* _ACTION ITEM_
Please give, exactly as they appear below, the line with "use thiserror::Error;" and every line after it through the final one, and nothing else.

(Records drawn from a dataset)
══════════

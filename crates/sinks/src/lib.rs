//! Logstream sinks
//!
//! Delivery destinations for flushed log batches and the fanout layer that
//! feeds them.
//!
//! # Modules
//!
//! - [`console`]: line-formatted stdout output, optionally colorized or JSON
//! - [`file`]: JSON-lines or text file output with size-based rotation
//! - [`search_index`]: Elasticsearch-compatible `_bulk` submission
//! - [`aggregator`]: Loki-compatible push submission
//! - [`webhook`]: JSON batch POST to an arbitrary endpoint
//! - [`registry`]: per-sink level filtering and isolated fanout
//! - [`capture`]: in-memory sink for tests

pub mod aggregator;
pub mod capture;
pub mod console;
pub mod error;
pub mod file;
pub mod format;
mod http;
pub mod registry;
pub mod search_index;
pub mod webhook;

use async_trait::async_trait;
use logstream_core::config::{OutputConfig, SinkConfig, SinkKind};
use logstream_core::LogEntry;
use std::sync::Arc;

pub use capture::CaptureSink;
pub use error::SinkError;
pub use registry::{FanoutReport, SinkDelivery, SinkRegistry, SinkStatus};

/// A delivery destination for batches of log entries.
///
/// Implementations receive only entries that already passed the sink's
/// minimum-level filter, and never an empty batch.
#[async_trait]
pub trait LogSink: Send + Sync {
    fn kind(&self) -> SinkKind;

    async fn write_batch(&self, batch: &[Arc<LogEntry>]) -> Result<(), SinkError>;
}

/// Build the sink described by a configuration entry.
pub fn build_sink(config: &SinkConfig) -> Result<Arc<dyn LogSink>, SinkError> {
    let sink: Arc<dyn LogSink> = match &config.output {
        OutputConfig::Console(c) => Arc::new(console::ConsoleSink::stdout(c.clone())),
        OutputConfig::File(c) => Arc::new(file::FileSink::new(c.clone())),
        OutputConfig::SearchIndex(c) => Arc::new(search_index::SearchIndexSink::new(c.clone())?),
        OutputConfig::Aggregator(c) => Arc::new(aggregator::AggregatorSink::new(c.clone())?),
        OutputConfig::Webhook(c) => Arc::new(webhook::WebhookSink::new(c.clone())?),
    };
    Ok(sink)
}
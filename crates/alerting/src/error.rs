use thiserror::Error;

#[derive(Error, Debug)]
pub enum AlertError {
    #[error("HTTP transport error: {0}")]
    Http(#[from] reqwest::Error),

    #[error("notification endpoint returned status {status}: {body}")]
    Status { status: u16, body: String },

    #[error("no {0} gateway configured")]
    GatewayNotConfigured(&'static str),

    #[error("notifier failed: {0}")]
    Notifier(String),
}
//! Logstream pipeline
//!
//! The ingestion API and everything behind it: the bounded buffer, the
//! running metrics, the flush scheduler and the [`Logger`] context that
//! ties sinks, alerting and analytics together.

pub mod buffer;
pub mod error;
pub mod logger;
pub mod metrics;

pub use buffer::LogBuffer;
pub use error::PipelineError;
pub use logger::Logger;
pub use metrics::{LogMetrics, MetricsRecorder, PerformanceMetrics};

══════════

* _SOLUTION TO THIS PROBLEM_
use thiserror::Error;

#[derive(Error, Debug)]
pub enum AlertError {
    #[error("HTTP transport error: {0}")]
    Http(#[from] reqwest::Error),

    #[error("notification endpoint returned status {status}: {body}")]
    Status { status: u16, body: String },

    #[error("no {0} gateway configured")]
    GatewayNotConfigured(&'static str),

    #[error("notifier failed: {0}")]
    Notifier(String),
}
//! Logstream pipeline
//!
//! The ingestion API and everything behind it: the bounded buffer, the
//! running metrics, the flush scheduler and the [`Logger`] context that
//! ties sinks, alerting and analytics together.

pub mod buffer;
pub mod error;
pub mod logger;
pub mod metrics;

pub use buffer::LogBuffer;
pub use error::PipelineError;
pub use logger::Logger;
pub use metrics::{LogMetrics, MetricsRecorder, PerformanceMetrics};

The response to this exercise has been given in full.